Show every line below where "french" appears.

(Records for the task Opens)

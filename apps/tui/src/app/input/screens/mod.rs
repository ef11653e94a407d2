use crate::app::state::{App, AppScreen};
use crossterm::event::KeyCode;

mod detail;
mod help;
mod main;
mod search;

pub async fn dispatch_input(app: &mut App, key: KeyCode) {
    if search::handle_search_input(app, key) {
        return;
    }

    if help::handle_help_toggle(app, key) {
        return;
    }

    match app.screen {
        AppScreen::Detail => detail::handle_detail_input(app, key),
        AppScreen::Main => main::handle_main_input(app, key).await,
    }
}
use thiserror::Error;

/// Failures while parsing the static resources. Everything after startup is
/// total and never produces one of these.
#[derive(Debug, Error)]
pub enum Error {
    #[error("invalid JSON in {resource}: {source}")]
    Json {
        resource: &'static str,
        #[source]
        source: serde_json::Error,
    },

    #[error("dataset must be an object keyed by country code")]
    DatasetNotObject,

    #[error("record for {0} is not an object")]
    RecordNotObject(String),

    #[error("duplicate country code {0}")]
    DuplicateCode(String),

    #[error("invalid geometry: {0}")]
    Geometry(String),
}

pub type Result<T> = std::result::Result<T, Error>;
#[cfg(test)]
mod tests {
    use super::*;
    use metafinder_core::{CountryRecord, FacetValue, Region};

    fn dataset() -> Dataset {
        Dataset::from_records(vec![
            CountryRecord::new("FR", "France").with(Facet::Cameras, FacetValue::sequence(["blur"])),
            CountryRecord::new("JP", "Japan").with(Facet::Cameras, FacetValue::sequence(["mirror"])),
        ])
        .unwrap_or_default()
    }

    fn layer() -> SpatialLayer {
        SpatialLayer::from_regions(vec![Region {
            code: Some("FR".to_string()),
            name: None,
            rings: vec![vec![(0.0, 0.0), (1.0, 0.0), (1.0, 1.0)]],
        }])
    }

    fn ready(initial_hash: &str) -> Web {
        let mut web = Web::new(Theme::Dark, initial_hash.to_string());
        web.loaded(Loaded::Dataset(dataset()));
        web.loaded(Loaded::Layer(layer()));
        web.loaded(Loaded::Translator(Translator::identity(Language::default())));
        web
    }

    fn link(web: &Web) -> Option<&str> {
        match &web.session {
            Session::Ready(explorer) => Some(explorer.snapshot.link.as_str()),
            _ => None,
        }
    }

    #[test]
    fn waits_for_all_three_resources() {
        let mut web = Web::new(Theme::Dark, String::new());
        web.loaded(Loaded::Dataset(dataset()));
        web.loaded(Loaded::Translator(Translator::identity(Language::default())));
        assert!(matches!(web.session, Session::Loading(_)));
        web.loaded(Loaded::Layer(layer()));
        assert!(matches!(web.session, Session::Ready(_)));
    }

    #[test]
    fn a_failed_load_replaces_the_loading_state() {
        let mut web = Web::new(Theme::Dark, String::new());
        web.loaded(Loaded::Dataset(dataset()));
        web.failed("world.geojson: 404".to_string());
        web.loaded(Loaded::Layer(layer()));
        assert!(matches!(web.session, Session::Failed(ref message) if message.contains("404")));
    }

    #[test]
    fn initial_hash_is_applied_once_ready() {
        let web = ready("#!cameras=mirror&country=jp");
        assert_eq!(link(&web), Some("#!cameras=mirror&country=JP"));
    }

    #[test]
    fn toggling_writes_the_new_hash() {
        let mut web = ready("");
        // cameras options: blur, mirror
        let commands = web.handle_key(&Key::Char(' '));
        assert_eq!(commands, [Command::WriteHash("#!cameras=blur".to_string())]);
        assert!(web.handle_key(&Key::Down).is_empty());
    }

    #[test]
    fn own_hash_writes_are_ignored_and_foreign_ones_applied() {
        let mut web = ready("");
        web.handle_key(&Key::Char(' '));
        web.hash_changed("#!cameras=blur");
        assert_eq!(link(&web), Some("#!cameras=blur"));

        web.hash_changed("#!cameras=mirror");
        assert_eq!(link(&web), Some("#!cameras=mirror"));

        web.hash_changed("#top");
        assert_eq!(link(&web), Some("#!cameras=mirror"));
    }

    #[test]
    fn theme_and_language_become_commands() {
        let mut web = ready("");
        assert_eq!(web.handle_key(&Key::Char('t')), [Command::SaveTheme(Theme::Light)]);
        assert!(web.handle_key(&Key::Char('l')).is_empty());

        web.loaded(Loaded::Languages(vec![
            Language::default(),
            Language::parse("fr").unwrap_or_default(),
        ]));
        assert_eq!(
            web.handle_key(&Key::Char('l')),
            [Command::LoadLanguage(Language::parse("fr").unwrap_or_default())]
        );
    }

    #[test]
    fn clicking_the_map_focuses_the_country_under_the_pointer() {
        let mut web = ready("");
        assert!(web.click_map(7, 7).is_empty());

        // FR is the lower-right triangle of the unit square.
        web.map_area = Some(CellArea::new(0, 0, 10, 10));
        assert!(web.click_map(2, 2).is_empty());
        assert!(web.click_map(11, 5).is_empty());
        assert_eq!(
            web.click_map(7, 7),
            [Command::WriteHash("#!country=FR".to_string())]
        );

        // The detail popup swallows further clicks.
        assert!(web.click_map(7, 7).is_empty());
    }

    #[test]
    fn language_status_uses_the_new_translation() {
        let mut web = ready("");
        let language = Language::parse("fr").unwrap_or_default();
        let french = Translator::from_json(language.clone(), r#"{ "ui": { "language": "Langue" } }"#)
            .unwrap_or_else(|_| Translator::identity(language));
        web.set_translator(french);
        let status = match &web.session {
            Session::Ready(explorer) => explorer.status.clone(),
            _ => String::new(),
        };
        assert_eq!(status, "Langue: fr");
    }
}
mod helpers;
pub mod screens;

use crate::app::state::{App, AppScreen};
use crate::ui::layout::main_layout;
use crossterm::event::{KeyCode, MouseButton, MouseEvent, MouseEventKind};
use metafinder_core::CellArea;
use ratatui::layout::Rect;

pub async fn handle_input(app: &mut App, key: KeyCode) {
    screens::dispatch_input(app, key).await;
}

/// A left click on the map opens the country under the cursor.
pub fn handle_mouse(app: &mut App, mouse: MouseEvent, terminal_area: Rect) {
    if mouse.kind != MouseEventKind::Down(MouseButton::Left) || app.screen != AppScreen::Main {
        return;
    }
    let Some(map) = main_layout(terminal_area).map_inner() else {
        return;
    };
    let area = CellArea::new(map.x, map.y, map.width, map.height);
    if let Some((lon, lat)) = app.explorer.layer().lon_lat_at(area, mouse.column, mouse.row) {
        app.open_region_at(lon, lat);
    }
}
use crate::collate;
use crate::facet::{Facet, ValueShape};
use crate::state::AppState;

#[derive(Debug, Clone, PartialEq, Eq)]
pub struct FacetOption {
    pub value: String,
    pub label: String,
    pub selected: bool,
}

#[derive(Debug, Clone, PartialEq, Eq)]
pub struct FacetGroup {
    pub facet: Facet,
    pub label: String,
    pub shape: ValueShape,
    pub active: bool,
    pub options: Vec<FacetOption>,
}

/// Checkbox model shared by every layout: one group per facet in canonical
/// order, options ordered by translated label.
#[derive(Debug, Clone, Default, PartialEq, Eq)]
pub struct FilterPanel {
    pub groups: Vec<FacetGroup>,
}

impl FilterPanel {
    pub fn build(state: &AppState) -> Self {
        let translator = state.translator();
        let filters = state.filters();

        let groups = Facet::ALL
            .iter()
            .map(|facet| {
                let mut values = state
                    .dataset()
                    .known_values(*facet)
                    .into_iter()
                    .map(str::to_string)
                    .collect::<Vec<_>>();
                // Selections from a link may name values no record has; keep
                // them visible so they can be unticked.
                for selected in filters.selected(*facet) {
                    if !values.contains(selected) {
                        values.push(selected.clone());
                    }
                }

                let mut options = values
                    .into_iter()
                    .map(|value| FacetOption {
                        label: translator.value(&value).to_string(),
                        selected: filters.contains(*facet, &value),
                        value,
                    })
                    .collect::<Vec<_>>();
                collate::sort_by_label(&mut options, |option| option.label.as_str());

                FacetGroup {
                    facet: *facet,
                    label: translator.facet(*facet).to_string(),
                    shape: facet.shape(),
                    active: filters.is_active(*facet),
                    options,
                }
            })
            .collect();

        Self { groups }
    }

    pub fn group(&self, facet: Facet) -> Option<&FacetGroup> {
        self.groups.iter().find(|group| group.facet == facet)
    }
}

#[cfg(test)]
mod tests {
    use super::*;
    use crate::dataset::{CountryRecord, Dataset, FacetValue};
    use crate::i18n::{Language, Translator};
    use crate::spatial::SpatialLayer;

    fn state() -> AppState {
        let dataset = Dataset::from_records(vec![
            CountryRecord::new("DE", "Germany")
                .with(Facet::FlagColors, FacetValue::sequence(["red", "black", "yellow"])),
            CountryRecord::new("IT", "Italy")
                .with(Facet::FlagColors, FacetValue::sequence(["green", "white", "red"])),
        ])
        .unwrap_or_default();
        let translator = Translator::from_json(
            Language::default(),
            r#"{ "values": { "yellow": "Gold", "black": "Black", "green": "green", "red": "Red", "white": "White" } }"#,
        )
        .unwrap_or_else(|_| Translator::identity(Language::default()));
        AppState::new(dataset, SpatialLayer::default(), translator)
    }

    #[test]
    fn one_group_per_facet_in_canonical_order() {
        let panel = FilterPanel::build(&state());
        let facets = panel.groups.iter().map(|group| group.facet).collect::<Vec<_>>();
        assert_eq!(facets, Facet::ALL);
    }

    #[test]
    fn options_are_sorted_by_translated_label() {
        let panel = FilterPanel::build(&state());
        let labels = panel
            .group(Facet::FlagColors)
            .map(|group| {
                group
                    .options
                    .iter()
                    .map(|option| option.label.as_str())
                    .collect::<Vec<_>>()
            })
            .unwrap_or_default();
        assert_eq!(labels, ["Black", "Gold", "green", "Red", "White"]);
    }

    #[test]
    fn selections_are_reflected() {
        let mut state = state();
        state.toggle("flag_colors", "red", true);
        state.toggle("flag_colors", "purple", true);
        let panel = FilterPanel::build(&state);
        let group = panel.group(Facet::FlagColors);

        assert!(group.is_some_and(|group| group.active));
        let selected = group
            .map(|group| {
                group
                    .options
                    .iter()
                    .filter(|option| option.selected)
                    .map(|option| option.value.as_str())
                    .collect::<Vec<_>>()
            })
            .unwrap_or_default();
        assert_eq!(selected, ["purple", "red"]);
        assert!(panel.group(Facet::Driving).is_some_and(|group| !group.active && group.options.is_empty()));
    }
}
//! One render pass worth of derived data.
//!
//! [`ViewSnapshot::build`] computes the match result once and derives the
//! counter, the map paint list, the country list and the deep link from it,
//! so a front end drawing one snapshot can never show surfaces that disagree.

use std::collections::HashSet;

use serde::Serialize;

use crate::collate;
use crate::dataset::CountryRecord;
use crate::facet::Facet;
use crate::i18n::Translator;
use crate::state::AppState;

pub const SINGULAR_KEY: &str = "country";
pub const PLURAL_KEY: &str = "countries";

#[derive(Debug, Clone, PartialEq, Eq, Serialize)]
pub struct Counter {
    pub count: usize,
    pub label: String,
}

impl Counter {
    pub fn new(count: usize, translator: &Translator) -> Self {
        let key = if count == 1 { SINGULAR_KEY } else { PLURAL_KEY };
        Self {
            count,
            label: translator.ui(key).to_string(),
        }
    }

    pub fn text(&self) -> String {
        format!("{} {}", self.count, self.label)
    }
}

#[derive(Debug, Clone, Copy, PartialEq, Eq)]
pub enum Treatment {
    Matched,
    Baseline,
}

#[derive(Debug, Clone, Copy, PartialEq, Eq)]
pub struct PaintedRegion {
    /// Index into [`crate::SpatialLayer::regions`].
    pub region: usize,
    pub treatment: Treatment,
}

/// Map regions in paint order: baseline first, matches last so they end up
/// on top.
#[derive(Debug, Clone, Default, PartialEq, Eq)]
pub struct SpatialView {
    pub regions: Vec<PaintedRegion>,
}

impl SpatialView {
    fn build(state: &AppState, matched: &HashSet<&str>) -> Self {
        let (mut painted, on_top): (Vec<_>, Vec<_>) = state
            .layer()
            .regions()
            .iter()
            .enumerate()
            .map(|(index, region)| {
                let is_match = region
                    .code
                    .as_deref()
                    .is_some_and(|code| matched.contains(code));
                PaintedRegion {
                    region: index,
                    treatment: if is_match {
                        Treatment::Matched
                    } else {
                        Treatment::Baseline
                    },
                }
            })
            .partition(|painted| painted.treatment == Treatment::Baseline);
        painted.extend(on_top);
        Self { regions: painted }
    }

    pub fn treatment_of(&self, region: usize) -> Option<Treatment> {
        self.regions
            .iter()
            .find(|painted| painted.region == region)
            .map(|painted| painted.treatment)
    }

    pub fn matched_count(&self) -> usize {
        self.regions
            .iter()
            .filter(|painted| painted.treatment == Treatment::Matched)
            .count()
    }
}

#[derive(Debug, Clone, PartialEq, Eq, Serialize)]
pub struct Attribute {
    pub facet: Facet,
    pub label: String,
    pub values: Vec<String>,
}

/// A country as shown in the list and in the detail popup: translated name
/// plus every attribute it has.
#[derive(Debug, Clone, PartialEq, Eq, Serialize)]
pub struct CountryEntry {
    pub code: String,
    pub name: String,
    pub attributes: Vec<Attribute>,
}

impl CountryEntry {
    pub fn from_record(record: &CountryRecord, translator: &Translator) -> Self {
        let attributes = record
            .attributes()
            .map(|(facet, value)| Attribute {
                facet,
                label: translator.facet(facet).to_string(),
                values: value
                    .values()
                    .iter()
                    .map(|value| translator.value(value).to_string())
                    .collect(),
            })
            .collect();
        Self {
            code: record.code.clone(),
            name: translator.value(&record.name).to_string(),
            attributes,
        }
    }

    /// Every attribute on one line: `Label: a, b; Label: c`.
    pub fn summary(&self) -> String {
        self.attributes
            .iter()
            .map(|attribute| format!("{}: {}", attribute.label, attribute.values.join(", ")))
            .collect::<Vec<_>>()
            .join("; ")
    }
}

#[derive(Debug, Clone, PartialEq, Eq)]
pub struct ViewSnapshot {
    pub counter: Counter,
    pub spatial: SpatialView,
    pub list: Vec<CountryEntry>,
    pub link: String,
}

impl ViewSnapshot {
    pub fn build(state: &AppState) -> Self {
        let matches = state.matches();
        let translator = state.translator();

        let matched_codes = matches
            .iter()
            .map(|record| record.code.as_str())
            .collect::<HashSet<_>>();

        let mut list = matches
            .iter()
            .map(|record| CountryEntry::from_record(record, translator))
            .collect::<Vec<_>>();
        collate::sort_by_label(&mut list, |entry| entry.name.as_str());

        Self {
            counter: Counter::new(matches.len(), translator),
            spatial: SpatialView::build(state, &matched_codes),
            list,
            link: state.hash(),
        }
    }

    pub fn position_of(&self, code: &str) -> Option<usize> {
        self.list
            .iter()
            .position(|entry| entry.code.eq_ignore_ascii_case(code))
    }
}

(Records for the task Closes)

> The completed task:
        let french = Translator::from_json(language.clone(), r#"{ "ui": { "language": "Langue" } }"#)
        web.set_translator(french);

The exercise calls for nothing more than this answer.